After a risk–benefit assessment, it was decided to start a therapeutic course with corticosteroids following the ADEM treatment guidelines (Alexander and Murthy 2011). Considering the potential of a virological rebound with the use of corticosteroids, adjunctive treatment with cidofovir was considered. However, it was not possible because of the lack of availability in Colombia of any specific antiviral for monkeypox. IVIG treatment according to ADEM guidelines was subsequently started because of the clinical worsening. The clinical improvement seen in this patient after the use of IVIG, without major safety concerns, may suggest this therapeutic intervention for future cases; however, experimental evidence is required.

There were several challenges in the medical care of this patient: the rapid neurological deterioration and severe central nervous system involvement, the scarce information on the management of this type of complications, and finally, the absence of specific antiviral drugs in Colombia.

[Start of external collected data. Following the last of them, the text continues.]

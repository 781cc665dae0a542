mod core;
mod features;
mod modules;
mod shared;

use crate::core::config::{AppConfig, Config};
use crate::core::middleware;
use crate::core::openapi::{ApiDoc, SwaggerInfoModifier};
use crate::features::auth::{routes as auth_routes, AuthService, TokenService};
use crate::features::identification::{
    routes as identification_routes, IdentificationService, PlantNetClient,
};
use crate::features::images::models::ImageSchema;
use crate::features::images::{routes as images_routes, ImageService};
use crate::features::subscribers::{routes as subscribers_routes, SubscriberService};
use crate::features::system::{routes as system_routes, SystemService};
use crate::modules::supabase::{ObjectStore, PostgrestClient, SupabaseStorageClient, TableStore};
use axum::{middleware::from_fn_with_state, Router};
use std::sync::Arc;
use tower_http::request_id::{PropagateRequestIdLayer, SetRequestIdLayer};
use tower_http::trace::{DefaultOnRequest, DefaultOnResponse, TraceLayer};
use tracing::Level;
use tracing_subscriber::{layer::SubscriberExt, util::SubscriberInitExt};
use utoipa::Modify;
use utoipa::OpenApi;
use utoipa_swagger_ui::SwaggerUi;

struct AppServices {
    images: Arc<ImageService>,
    subscribers: Arc<SubscriberService>,
    auth: Arc<AuthService>,
    identification: Arc<IdentificationService>,
    system: Arc<SystemService>,
}

/// Every API route. Moderation and subscriber administration sit behind the
/// bearer-token middleware when `admin_auth_required` is set.
fn api_router(services: AppServices, app: &AppConfig) -> Router {
    let admin_routes = Router::new()
        .merge(images_routes::admin_routes(Arc::clone(&services.images)))
        .merge(subscribers_routes::admin_routes(Arc::clone(
            &services.subscribers,
        )));

    let admin_routes = if app.admin_auth_required {
        tracing::info!("Admin routes require a bearer token");
        admin_routes.route_layer(from_fn_with_state(
            Arc::clone(&services.auth),
            middleware::auth_middleware,
        ))
    } else {
        tracing::warn!("Admin routes are open (ADMIN_AUTH_REQUIRED=false)");
        admin_routes
    };

    let public_routes = Router::new()
        .merge(system_routes::routes(services.system))
        .merge(identification_routes::routes(
            services.identification,
            app.max_request_body_size,
        ))
        .merge(images_routes::public_routes(
            services.images,
            app.max_request_body_size,
        ))
        .merge(subscribers_routes::public_routes(services.subscribers))
        .merge(auth_routes::routes(services.auth));

    Router::new().merge(admin_routes).merge(public_routes)
}

fn main() -> anyhow::Result<()> {
    // Build Tokio runtime with configurable worker threads
    let worker_threads = std::env::var("TOKIO_WORKER_THREADS")
        .ok()
        .and_then(|s| s.parse().ok())
        .unwrap_or_else(|| {
            std::thread::available_parallelism()
                .map(|p| p.get())
                .unwrap_or(4)
        });

    let runtime = tokio::runtime::Builder::new_multi_thread()
        .worker_threads(worker_threads)
        .max_blocking_threads(worker_threads * 4)
        .enable_all()
        .build()?;

    runtime.block_on(async_main(worker_threads))
}

async fn async_main(worker_threads: usize) -> anyhow::Result<()> {
    // Load .env file BEFORE initializing logger so RUST_LOG is available
    let _ = dotenvy::dotenv();

    tracing_subscriber::registry()
        .with(
            tracing_subscriber::EnvFilter::try_from_default_env().unwrap_or_else(|_| "info".into()),
        )
        .with(tracing_subscriber::fmt::layer())
        .init();

    let config = Config::from_env().map_err(|e| anyhow::anyhow!(e))?;

    tracing::info!(
        "System info: tokio_worker_threads={}, pid={}",
        worker_threads,
        std::process::id()
    );
    tracing::info!("Configuration loaded successfully");

    // Supabase clients
    let table_store: Arc<dyn TableStore> = Arc::new(
        PostgrestClient::new(&config.supabase)
            .map_err(|e| anyhow::anyhow!("Failed to create PostgREST client: {}", e))?,
    );
    let storage_client = SupabaseStorageClient::new(&config.supabase)
        .map_err(|e| anyhow::anyhow!("Failed to create Storage client: {}", e))?;
    tracing::info!(
        "Supabase clients initialized for bucket: {}",
        storage_client.bucket_name()
    );
    let object_store: Arc<dyn ObjectStore> = Arc::new(storage_client);

    let store_connected = SystemService::probe(&table_store).await;
    if store_connected {
        tracing::info!("Supabase reachable");
    } else {
        tracing::warn!("Supabase probe failed, starting anyway");
    }

    let image_schema = ImageSchema::from_version(config.supabase.images_schema_version);
    tracing::info!("Image table schema handling: {:?}", image_schema);

    // Services
    let image_service = Arc::new(ImageService::new(
        Arc::clone(&table_store),
        Arc::clone(&object_store),
        image_schema,
    ));
    let subscriber_service = Arc::new(SubscriberService::new(Arc::clone(&table_store)));
    let token_service = Arc::new(TokenService::new(&config.auth));
    let auth_service = Arc::new(AuthService::new(
        Arc::clone(&table_store),
        Arc::clone(&token_service),
    ));
    let identification_service = Arc::new(IdentificationService::new(
        PlantNetClient::new(&config.plant_id)
            .map_err(|e| anyhow::anyhow!("Failed to create PlantNet client: {}", e))?,
    ));
    let system_service = Arc::new(SystemService::new(
        config.frontend.clone(),
        store_connected,
    ));
    tracing::info!("Services initialized");

    // Build application router with dynamic swagger config
    let swagger_modifier = SwaggerInfoModifier {
        title: config.swagger.title.clone(),
        version: config.swagger.version.clone(),
        description: config.swagger.description.clone(),
    };

    let mut openapi = ApiDoc::openapi();
    swagger_modifier.modify(&mut openapi);

    let swagger = if let Some(credentials) = config.swagger.credentials() {
        tracing::info!("Swagger UI basic auth enabled");
        Router::new()
            .merge(SwaggerUi::new("/swagger-ui").url("/api-docs/openapi.json", openapi))
            .layer(from_fn_with_state(
                Arc::new(credentials),
                middleware::swagger_basic_auth,
            ))
    } else {
        tracing::info!("Swagger UI basic auth disabled (no credentials configured)");
        Router::new().merge(SwaggerUi::new("/swagger-ui").url("/api-docs/openapi.json", openapi))
    };

    let app = Router::new()
        .merge(swagger)
        .merge(api_router(
            AppServices {
                images: image_service,
                subscribers: subscriber_service,
                auth: auth_service,
                identification: identification_service,
                system: system_service,
            },
            &config.app,
        ))
        .layer(middleware::cors_layer(
            config.app.cors_allowed_origins.clone(),
        ))
        // Propagate X-Request-Id to response headers
        .layer(PropagateRequestIdLayer::x_request_id())
        .layer(
            TraceLayer::new_for_http()
                .make_span_with(middleware::MakeSpanWithRequestId)
                .on_request(DefaultOnRequest::new().level(Level::INFO))
                .on_response(DefaultOnResponse::new().level(Level::INFO)),
        )
        // Generate X-Request-Id using UUID v7 (or use client-provided one)
        .layer(SetRequestIdLayer::x_request_id(middleware::MakeRequestUuid));

    // Start server
    let addr = config.app.server_address();
    let socket_addr: std::net::SocketAddr = addr
        .parse()
        .map_err(|e| anyhow::anyhow!("Invalid address: {}", e))?;

    let socket = socket2::Socket::new(
        socket2::Domain::for_address(socket_addr),
        socket2::Type::STREAM,
        Some(socket2::Protocol::TCP),
    )?;

    socket.set_reuse_address(true)?;
    #[cfg(unix)]
    socket.set_reuse_port(true)?;
    socket.set_nodelay(true)?;

    let keepalive = socket2::TcpKeepalive::new().with_time(std::time::Duration::from_secs(60));
    socket.set_tcp_keepalive(&keepalive)?;

    socket.set_nonblocking(true)?;
    socket.bind(&socket_addr.into())?;
    socket.listen(1024)?;

    let listener = tokio::net::TcpListener::from_std(socket.into())?;
    tracing::info!("Server listening on http://{}", addr);
    tracing::info!("Swagger UI available at http://{}/swagger-ui/", addr);

    axum::serve(listener, app).await?;

    Ok(())
}
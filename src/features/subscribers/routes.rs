use axum::{
    routing::{delete, get, post},
    Router,
};
use std::sync::Arc;

use crate::features::subscribers::handlers::{
    delete_subscriber, delete_subscriber_by_email, list_subscribers, subscribe,
};
use crate::features::subscribers::services::SubscriberService;

pub fn public_routes(subscriber_service: Arc<SubscriberService>) -> Router {
    Router::new()
        .route("/suscribir", post(subscribe))
        .with_state(subscriber_service)
}

/// Subscriber administration
pub fn admin_routes(subscriber_service: Arc<SubscriberService>) -> Router {
    Router::new()
        .route("/suscriptores", get(list_subscribers))
        .route("/eliminar-suscriptor/{id}", delete(delete_subscriber))
        .route("/eliminar-suscriptor-email", delete(delete_subscriber_by_email))
        .with_state(subscriber_service)
}
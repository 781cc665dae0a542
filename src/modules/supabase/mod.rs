//! Supabase access layer
//!
//! The service talks to two Supabase products: PostgREST for the tables and
//! Storage for uploaded images. Both sit behind small traits so features can
//! be exercised against in-memory stores.

mod postgrest_client;
mod storage_client;

pub use postgrest_client::PostgrestClient;
pub use storage_client::SupabaseStorageClient;

use async_trait::async_trait;
use serde::{de::DeserializeOwned, Deserialize};
use serde_json::Value;
use thiserror::Error;

#[derive(Debug, Error)]
pub enum StoreError {
    #[error("request failed: {0}")]
    Request(#[from] reqwest::Error),

    #[error("{message} (HTTP {status})")]
    Api {
        status: u16,
        code: Option<String>,
        message: String,
    },

    #[error("unexpected response: {0}")]
    Decode(String),
}

impl StoreError {
    /// Whether the error names `column`, as PostgREST and Postgres do when a
    /// write targets a column missing from the live schema
    pub fn mentions_column(&self, column: &str) -> bool {
        match self {
            StoreError::Api { message, .. } => {
                message.contains(&format!("'{}'", column))
                    || message.contains(&format!("\"{}\"", column))
            }
            _ => false,
        }
    }
}

pub type StoreResult<T> = std::result::Result<T, StoreError>;

/// Equality filter (`column=eq.value`)
#[derive(Debug, Clone, PartialEq, Eq)]
pub struct Filter {
    pub column: String,
    pub value: String,
}

impl Filter {
    pub fn eq(column: &str, value: impl ToString) -> Self {
        Self {
            column: column.to_string(),
            value: value.to_string(),
        }
    }
}

#[derive(Debug, Clone, PartialEq, Eq)]
pub struct Order {
    pub column: String,
    pub descending: bool,
}

/// Read query against one table
#[derive(Debug, Clone, Default)]
pub struct Query {
    /// Comma-separated column list, `*` when unset
    pub columns: Option<String>,
    pub filters: Vec<Filter>,
    pub order: Option<Order>,
    pub limit: Option<usize>,
}

impl Query {
    pub fn new() -> Self {
        Self::default()
    }

    pub fn columns(mut self, columns: &str) -> Self {
        self.columns = Some(columns.to_string());
        self
    }

    pub fn eq(mut self, column: &str, value: impl ToString) -> Self {
        self.filters.push(Filter::eq(column, value));
        self
    }

    pub fn order_desc(mut self, column: &str) -> Self {
        self.order = Some(Order {
            column: column.to_string(),
            descending: true,
        });
        self
    }

    pub fn limit(mut self, limit: usize) -> Self {
        self.limit = Some(limit);
        self
    }
}

/// Row-level operations on the relational store
#[async_trait]
pub trait TableStore: Send + Sync {
    async fn select(&self, table: &str, query: Query) -> StoreResult<Vec<Value>>;

    /// Insert one row, returning the stored representation
    async fn insert(&self, table: &str, row: &Value) -> StoreResult<Vec<Value>>;

    /// Apply `changes` to every row matching `filters`, returning updated rows
    async fn update(&self, table: &str, changes: &Value, filters: &[Filter])
        -> StoreResult<Vec<Value>>;

    /// Delete every row matching `filters`, returning deleted rows
    async fn delete(&self, table: &str, filters: &[Filter]) -> StoreResult<Vec<Value>>;
}

/// Object operations on the configured bucket
#[async_trait]
pub trait ObjectStore: Send + Sync {
    async fn upload(&self, path: &str, data: Vec<u8>, content_type: &str) -> StoreResult<()>;

    fn public_url(&self, path: &str) -> String;

    async fn remove(&self, paths: &[String]) -> StoreResult<()>;
}

/// Deserialize raw rows into a record type
pub fn decode_rows<T: DeserializeOwned>(rows: Vec<Value>) -> StoreResult<Vec<T>> {
    rows.into_iter()
        .map(|row| serde_json::from_value(row).map_err(|e| StoreError::Decode(e.to_string())))
        .collect()
}

/// Error body shared by PostgREST (`message`, `details`, `hint`, `code`) and
/// Storage (`message`, `error`, `statusCode`)
#[derive(Debug, Deserialize)]
struct ErrorBody {
    code: Option<String>,
    message: Option<String>,
    details: Option<String>,
    error: Option<String>,
}

/// Turn a non-2xx response into `StoreError::Api`
async fn api_error(response: reqwest::Response) -> StoreError {
    let status = response.status().as_u16();
    let body = response.text().await.unwrap_or_default();

    match serde_json::from_str::<ErrorBody>(&body) {
        Ok(parsed) => {
            let mut message = parsed
                .message
                .or(parsed.error)
                .unwrap_or_else(|| body.clone());
            if let Some(details) = parsed.details {
                message = format!("{} ({})", message, details);
            }
            StoreError::Api {
                status,
                code: parsed.code,
                message,
            }
        }
        Err(_) => StoreError::Api {
            status,
            code: None,
            message: body,
        },
    }
}
use axum::{routing::get, Router};
use std::sync::Arc;

use crate::features::system::handlers::{api_keys, frontend_config, health, root};
use crate::features::system::services::SystemService;

pub fn routes(service: Arc<SystemService>) -> Router {
    Router::new()
        .route("/", get(root))
        .route("/health", get(health))
        .route("/config", get(frontend_config))
        .route("/api/keys", get(api_keys))
        .with_state(service)
}
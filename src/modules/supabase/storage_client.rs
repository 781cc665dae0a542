//! Supabase Storage client
//!
//! Implements [`ObjectStore`] for a single bucket through the Storage REST
//! API (`/storage/v1/object/...`). Objects under a public bucket are served
//! from `/storage/v1/object/public/{bucket}/{path}`.

use async_trait::async_trait;
use reqwest::Client;
use serde_json::json;
use tracing::debug;

use super::{api_error, ObjectStore, StoreResult};
use crate::core::config::SupabaseConfig;

pub struct SupabaseStorageClient {
    http_client: Client,
    base_url: String,
    key: String,
    bucket: String,
}

impl SupabaseStorageClient {
    pub fn new(config: &SupabaseConfig) -> StoreResult<Self> {
        let http_client = Client::builder().build()?;

        Ok(Self {
            http_client,
            base_url: config.url.clone(),
            key: config.key.clone(),
            bucket: config.bucket.clone(),
        })
    }

    pub fn bucket_name(&self) -> &str {
        &self.bucket
    }

    /// Percent-encode each path segment, keeping the separators
    fn encode_path(path: &str) -> String {
        path.split('/')
            .map(|segment| urlencoding::encode(segment).into_owned())
            .collect::<Vec<_>>()
            .join("/")
    }

    fn object_url(&self, path: &str) -> String {
        format!(
            "{}/storage/v1/object/{}/{}",
            self.base_url,
            urlencoding::encode(&self.bucket),
            Self::encode_path(path)
        )
    }
}

#[async_trait]
impl ObjectStore for SupabaseStorageClient {
    async fn upload(&self, path: &str, data: Vec<u8>, content_type: &str) -> StoreResult<()> {
        let response = self
            .http_client
            .post(self.object_url(path))
            .header("apikey", &self.key)
            .bearer_auth(&self.key)
            .header("Content-Type", content_type)
            .header("x-upsert", "false")
            .body(data)
            .send()
            .await?;

        if !response.status().is_success() {
            return Err(api_error(response).await);
        }

        debug!("Uploaded '{}' to bucket '{}'", path, self.bucket);
        Ok(())
    }

    fn public_url(&self, path: &str) -> String {
        format!(
            "{}/storage/v1/object/public/{}/{}",
            self.base_url,
            urlencoding::encode(&self.bucket),
            Self::encode_path(path)
        )
    }

    async fn remove(&self, paths: &[String]) -> StoreResult<()> {
        let url = format!(
            "{}/storage/v1/object/{}",
            self.base_url,
            urlencoding::encode(&self.bucket)
        );

        let response = self
            .http_client
            .delete(url)
            .header("apikey", &self.key)
            .bearer_auth(&self.key)
            .json(&json!({ "prefixes": paths }))
            .send()
            .await?;

        if !response.status().is_success() {
            return Err(api_error(response).await);
        }

        debug!("Removed {:?} from bucket '{}'", paths, self.bucket);
        Ok(())
    }
}
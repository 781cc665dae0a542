pub mod dtos;
pub mod handlers;
pub mod models;
pub mod routes;
pub mod services;

pub use services::SubscriberService;
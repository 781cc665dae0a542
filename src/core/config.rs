use std::env;

#[derive(Debug, Clone)]
pub struct Config {
    pub app: AppConfig,
    pub supabase: SupabaseConfig,
    pub auth: AuthConfig,
    pub plant_id: PlantIdConfig,
    pub frontend: FrontendConfig,
    pub swagger: SwaggerConfig,
}

#[derive(Debug, Clone)]
pub struct AppConfig {
    pub host: String,
    pub port: u16,
    pub cors_allowed_origins: Vec<String>,
    pub max_request_body_size: usize,
    /// Put moderation and subscriber administration behind a bearer token
    pub admin_auth_required: bool,
}

/// Supabase project (PostgREST tables + Storage bucket)
#[derive(Debug, Clone)]
pub struct SupabaseConfig {
    /// Project URL, e.g. `https://xyz.supabase.co`
    pub url: String,
    /// Service or anon key, sent both as `apikey` and bearer token
    pub key: String,
    /// Storage bucket holding uploaded images
    pub bucket: String,
    /// Declared schema version of the `imagenes` table, `None` means auto-detect
    pub images_schema_version: Option<u8>,
}

#[derive(Clone)]
pub struct AuthConfig {
    pub secret_key: String,
    pub access_token_expire_minutes: i64,
}

// Hand-written so the signing secret never ends up in logs
impl std::fmt::Debug for AuthConfig {
    fn fmt(&self, f: &mut std::fmt::Formatter<'_>) -> std::fmt::Result {
        f.debug_struct("AuthConfig")
            .field("secret_key", &"***")
            .field(
                "access_token_expire_minutes",
                &self.access_token_expire_minutes,
            )
            .finish()
    }
}

/// PlantNet identification API
#[derive(Clone)]
pub struct PlantIdConfig {
    pub api_key: Option<String>,
    pub base_url: String,
}

impl std::fmt::Debug for PlantIdConfig {
    fn fmt(&self, f: &mut std::fmt::Formatter<'_>) -> std::fmt::Result {
        f.debug_struct("PlantIdConfig")
            .field("api_key", &self.api_key.as_ref().map(|_| "***"))
            .field("base_url", &self.base_url)
            .finish()
    }
}

/// Non-secret values handed to the web frontend through `/config`
#[derive(Debug, Clone)]
pub struct FrontendConfig {
    pub api_base_url: String,
    pub environment: String,
    pub supabase_url: Option<String>,
    pub emailjs_service_id: Option<String>,
    pub emailjs_template_id: Option<String>,
}

#[derive(Debug, Clone)]
pub struct SwaggerConfig {
    pub username: Option<String>,
    pub password: Option<String>,
    pub title: String,
    pub version: String,
    pub description: String,
}

impl Config {
    pub fn from_env() -> Result<Self, String> {
        // Load .env file if exists, ignore if not found (optional for production)
        if let Err(e) = dotenvy::dotenv() {
            if !e.to_string().contains("not found") {
                eprintln!("Warning: Error loading .env file: {}", e);
            }
        }

        Ok(Config {
            app: AppConfig::from_env()?,
            supabase: SupabaseConfig::from_env()?,
            auth: AuthConfig::from_env()?,
            plant_id: PlantIdConfig::from_env()?,
            frontend: FrontendConfig::from_env()?,
            swagger: SwaggerConfig::from_env()?,
        })
    }
}

impl AppConfig {
    const DEFAULT_MAX_REQUEST_BODY_SIZE: usize = 10 * 1024 * 1024; // 10MB

    pub fn from_env() -> Result<Self, String> {
        let host = env::var("HOST").unwrap_or_else(|_| "0.0.0.0".to_string());
        let port = env::var("PORT")
            .unwrap_or_else(|_| "8002".to_string())
            .parse::<u16>()
            .map_err(|e| format!("Invalid PORT: {}", e))?;

        // Parse CORS allowed origins from comma-separated string
        let cors_allowed_origins = env::var("CORS_ALLOWED_ORIGINS")
            .unwrap_or_else(|_| "*".to_string())
            .split(',')
            .map(|s| s.trim().to_string())
            .filter(|s| !s.is_empty())
            .collect();

        let max_request_body_size = env::var("MAX_REQUEST_BODY_SIZE")
            .unwrap_or_else(|_| Self::DEFAULT_MAX_REQUEST_BODY_SIZE.to_string())
            .parse::<usize>()
            .map_err(|_| "MAX_REQUEST_BODY_SIZE must be a valid number".to_string())?;

        let admin_auth_required = parse_bool(
            "ADMIN_AUTH_REQUIRED",
            &env::var("ADMIN_AUTH_REQUIRED").unwrap_or_else(|_| "false".to_string()),
        )?;

        Ok(Self {
            host,
            port,
            cors_allowed_origins,
            max_request_body_size,
            admin_auth_required,
        })
    }

    pub fn server_address(&self) -> String {
        format!("{}:{}", self.host, self.port)
    }
}

impl SupabaseConfig {
    const DEFAULT_BUCKET: &'static str = "images";

    pub fn from_env() -> Result<Self, String> {
        let url = env::var("SUPABASE_URL")
            .map_err(|_| "SUPABASE_URL environment variable is required".to_string())?
            .trim_end_matches('/')
            .to_string();

        let key = env::var("SUPABASE_KEY")
            .map_err(|_| "SUPABASE_KEY environment variable is required".to_string())?;

        let bucket =
            env::var("SUPABASE_BUCKET").unwrap_or_else(|_| Self::DEFAULT_BUCKET.to_string());

        let images_schema_version = parse_schema_version(
            &env::var("IMAGES_SCHEMA_VERSION").unwrap_or_else(|_| "auto".to_string()),
        )?;

        Ok(Self {
            url,
            key,
            bucket,
            images_schema_version,
        })
    }
}

impl AuthConfig {
    const DEFAULT_ACCESS_TOKEN_EXPIRE_MINUTES: i64 = 30;

    pub fn from_env() -> Result<Self, String> {
        let secret_key = env::var("SECRET_KEY")
            .ok()
            .filter(|s| !s.is_empty())
            .ok_or_else(|| "SECRET_KEY environment variable is required".to_string())?;

        let access_token_expire_minutes = env::var("ACCESS_TOKEN_EXPIRE_MINUTES")
            .unwrap_or_else(|_| Self::DEFAULT_ACCESS_TOKEN_EXPIRE_MINUTES.to_string())
            .parse::<i64>()
            .map_err(|_| "ACCESS_TOKEN_EXPIRE_MINUTES must be a valid number".to_string())?;

        Ok(Self {
            secret_key,
            access_token_expire_minutes,
        })
    }
}

impl PlantIdConfig {
    const DEFAULT_BASE_URL: &'static str = "https://my-api.plantnet.org";

    pub fn from_env() -> Result<Self, String> {
        let api_key = env::var("PLANT_ID_API_KEY").ok().filter(|s| !s.is_empty());
        let base_url = env::var("PLANTNET_API_URL")
            .unwrap_or_else(|_| Self::DEFAULT_BASE_URL.to_string())
            .trim_end_matches('/')
            .to_string();

        Ok(Self { api_key, base_url })
    }
}

impl FrontendConfig {
    pub fn from_env() -> Result<Self, String> {
        Ok(Self {
            api_base_url: env::var("API_BASE_URL")
                .unwrap_or_else(|_| "http://localhost:8000".to_string()),
            environment: env::var("NODE_ENV").unwrap_or_else(|_| "development".to_string()),
            supabase_url: env::var("SUPABASE_URL").ok(),
            emailjs_service_id: env::var("EMAILJS_SERVICE_ID").ok(),
            emailjs_template_id: env::var("EMAILJS_TEMPLATE_ID").ok(),
        })
    }
}

impl SwaggerConfig {
    pub fn from_env() -> Result<Self, String> {
        // Only use credentials if they are non-empty
        let username = env::var("SWAGGER_USERNAME").ok().filter(|s| !s.is_empty());
        let password = env::var("SWAGGER_PASSWORD").ok().filter(|s| !s.is_empty());
        let title = env::var("SWAGGER_TITLE").unwrap_or_else(|_| "Cuenca Ubate API".to_string());
        let version = env::var("SWAGGER_VERSION").unwrap_or_else(|_| "1.0.0".to_string());
        let description = env::var("SWAGGER_DESCRIPTION").unwrap_or_else(|_| {
            "API para identificación y gestión de plantas de la Cuenca Ubaté".to_string()
        });

        Ok(Self {
            username,
            password,
            title,
            version,
            description,
        })
    }

    /// Returns credentials in "username:password" format if auth is enabled
    pub fn credentials(&self) -> Option<String> {
        match (&self.username, &self.password) {
            (Some(user), Some(pass)) => Some(format!("{}:{}", user, pass)),
            _ => None,
        }
    }
}

fn parse_bool(name: &str, raw: &str) -> Result<bool, String> {
    match raw.trim().to_lowercase().as_str() {
        "1" | "true" | "yes" | "on" => Ok(true),
        "0" | "false" | "no" | "off" | "" => Ok(false),
        other => Err(format!("{} must be a boolean, got '{}'", name, other)),
    }
}

/// `auto` keeps schema-drift detection, a number pins the `imagenes` contract
fn parse_schema_version(raw: &str) -> Result<Option<u8>, String> {
    match raw.trim() {
        "" | "auto" => Ok(None),
        v => match v.parse::<u8>() {
            Ok(n @ 1..=3) => Ok(Some(n)),
            _ => Err(format!(
                "IMAGES_SCHEMA_VERSION must be 'auto', 1, 2 or 3, got '{}'",
                v
            )),
        },
    }
}
mod plantnet_client;

pub use plantnet_client::PlantNetClient;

There is no specific treatment for Monkeypox virus infection in humans; however, there are some pharmacological interventions to treat severe cases, approved for compassionate use, namely tecovirimat, brincidofovir, cidofovir, and vaccinia intravenous immunoglobulin. With new cases of monkeypox being reported every day around the world, it is likely that more severe cases with neurological complications arise.

Future research prospects in the aspects of monkeypox infection span from the basic mechanism of transmission, possible reservoirs, response to vaccination, and potential of mutagenicity, to clinical and public health aspects such as the implementation of screening tools, identification and early isolation of suspected and confirmed cases, and changes in behaviors and social stigmatization of populations at high risk for exposure (Reardon 2022). With this information, we hope that the scope of the infection could be delineated, and interventions could be addressed on a rationale and broader level.